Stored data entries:
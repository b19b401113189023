//! RocksDB-backed key-value store
//!
//! # Column Families
//!
//! - `documents` - Document blobs (key: collection key)
//! - `expiry` - Absolute expiry per key (big-endian epoch millis)
//!
//! A document and its expiry are always written in one `WriteBatch`.

use crate::{
    error::{Error, Result},
    storage::{expiry_millis, now_millis, KvStore},
    Config,
};
use rocksdb::{ColumnFamily, ColumnFamilyDescriptor, Options, WriteBatch, DB};
use std::sync::Arc;
use std::time::Duration;

/// Column family names
const CF_DOCUMENTS: &str = "documents";
const CF_EXPIRY: &str = "expiry";

/// Persistent store wrapper for RocksDB
pub struct RocksStore {
    db: Arc<DB>,
}

impl std::fmt::Debug for RocksStore {
    fn fmt(&self, f: &mut std::fmt::Formatter<'_>) -> std::fmt::Result {
        f.debug_struct("RocksStore")
            .field("path", &self.db.path())
            .finish()
    }
}

impl RocksStore {
    /// Open or create database
    pub fn open(config: &Config) -> Result<Self> {
        let path = &config.data_dir;

        // Create directory if not exists
        std::fs::create_dir_all(path)?;

        let mut db_opts = Options::default();
        db_opts.create_if_missing(true);
        db_opts.create_missing_column_families(true);

        db_opts.set_write_buffer_size(config.rocksdb.write_buffer_size_mb * 1024 * 1024);
        db_opts.set_max_write_buffer_number(config.rocksdb.max_write_buffer_number);
        db_opts.set_max_background_jobs(config.rocksdb.max_background_jobs);

        if config.rocksdb.enable_statistics {
            db_opts.enable_statistics();
        }

        let cf_descriptors = vec![
            ColumnFamilyDescriptor::new(CF_DOCUMENTS, Self::cf_options_documents()),
            ColumnFamilyDescriptor::new(CF_EXPIRY, Options::default()),
        ];

        let db = DB::open_cf_descriptors(&db_opts, path, cf_descriptors)?;

        tracing::info!(path = ?path, "Opened RocksDB document store");

        Ok(Self { db: Arc::new(db) })
    }

    fn cf_options_documents() -> Options {
        let mut opts = Options::default();
        // Documents are JSON text and compress well
        opts.set_compression_type(rocksdb::DBCompressionType::Zstd);
        opts
    }

    fn cf_handle(&self, name: &str) -> Result<&ColumnFamily> {
        self.db
            .cf_handle(name)
            .ok_or_else(|| Error::Storage(format!("Column family {} not found", name)))
    }

    fn read_expiry(&self, key: &str) -> Result<Option<i64>> {
        let cf = self.cf_handle(CF_EXPIRY)?;
        match self.db.get_cf(cf, key.as_bytes())? {
            None => Ok(None),
            Some(bytes) => {
                let raw: [u8; 8] = bytes.as_slice().try_into().map_err(|_| {
                    Error::Storage(format!("Corrupt expiry record for {}", key))
                })?;
                Ok(Some(i64::from_be_bytes(raw)))
            }
        }
    }
}

impl KvStore for RocksStore {
    fn get(&self, key: &str) -> Result<Option<Vec<u8>>> {
        if let Some(expires_at) = self.read_expiry(key)? {
            if expires_at <= now_millis() {
                tracing::debug!(key, "Document expired");
                return Ok(None);
            }
        }

        let cf = self.cf_handle(CF_DOCUMENTS)?;
        Ok(self.db.get_cf(cf, key.as_bytes())?)
    }

    fn put(&self, key: &str, value: &[u8], ttl: Option<Duration>) -> Result<()> {
        let cf_documents = self.cf_handle(CF_DOCUMENTS)?;
        let cf_expiry = self.cf_handle(CF_EXPIRY)?;

        let mut batch = WriteBatch::default();
        batch.put_cf(cf_documents, key.as_bytes(), value);
        match expiry_millis(ttl) {
            Some(at) => batch.put_cf(cf_expiry, key.as_bytes(), at.to_be_bytes()),
            None => batch.delete_cf(cf_expiry, key.as_bytes()),
        }
        self.db.write(batch)?;

        tracing::debug!(key, bytes = value.len(), "Document written");
        Ok(())
    }

    fn delete(&self, key: &str) -> Result<()> {
        let cf_documents = self.cf_handle(CF_DOCUMENTS)?;
        let cf_expiry = self.cf_handle(CF_EXPIRY)?;

        let mut batch = WriteBatch::default();
        batch.delete_cf(cf_documents, key.as_bytes());
        batch.delete_cf(cf_expiry, key.as_bytes());
        self.db.write(batch)?;
        Ok(())
    }
}

#[cfg(test)]
mod tests {
    use super::*;

    fn open_temp() -> (tempfile::TempDir, RocksStore) {
        let temp_dir = tempfile::tempdir().unwrap();
        let mut config = Config::default();
        config.data_dir = temp_dir.path().to_path_buf();
        let store = RocksStore::open(&config).unwrap();
        (temp_dir, store)
    }

    #[test]
    fn test_open_storage() {
        let (_dir, store) = open_temp();
        assert!(store.cf_handle(CF_DOCUMENTS).is_ok());
        assert!(store.cf_handle(CF_EXPIRY).is_ok());
    }

    #[test]
    fn test_put_get_delete() {
        let (_dir, store) = open_temp();

        store.put("orders", b"{\"items\":[]}", Some(Duration::from_secs(60))).unwrap();
        assert_eq!(store.get("orders").unwrap(), Some(b"{\"items\":[]}".to_vec()));

        store.delete("orders").unwrap();
        assert_eq!(store.get("orders").unwrap(), None);
    }

    #[test]
    fn test_expired_value_reads_as_absent() {
        let (_dir, store) = open_temp();

        store.put("shipments", b"x", Some(Duration::ZERO)).unwrap();
        assert_eq!(store.get("shipments").unwrap(), None);

        // Rewriting without a TTL clears the old expiry
        store.put("shipments", b"y", None).unwrap();
        assert_eq!(store.get("shipments").unwrap(), Some(b"y".to_vec()));
    }

    #[test]
    fn test_reopen_keeps_documents() {
        let temp_dir = tempfile::tempdir().unwrap();
        let mut config = Config::default();
        config.data_dir = temp_dir.path().to_path_buf();

        {
            let store = RocksStore::open(&config).unwrap();
            store.put("global", b"{}", None).unwrap();
        }

        let store = RocksStore::open(&config).unwrap();
        assert_eq!(store.get("global").unwrap(), Some(b"{}".to_vec()));
    }
}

### PROBLEM REQUIREMENTS
Please report every line in the entries above that holds the string "const".

### SOLUTION TO THE EXERCISE
const CF_DOCUMENTS: &str = "documents";
const CF_EXPIRY: &str = "expiry";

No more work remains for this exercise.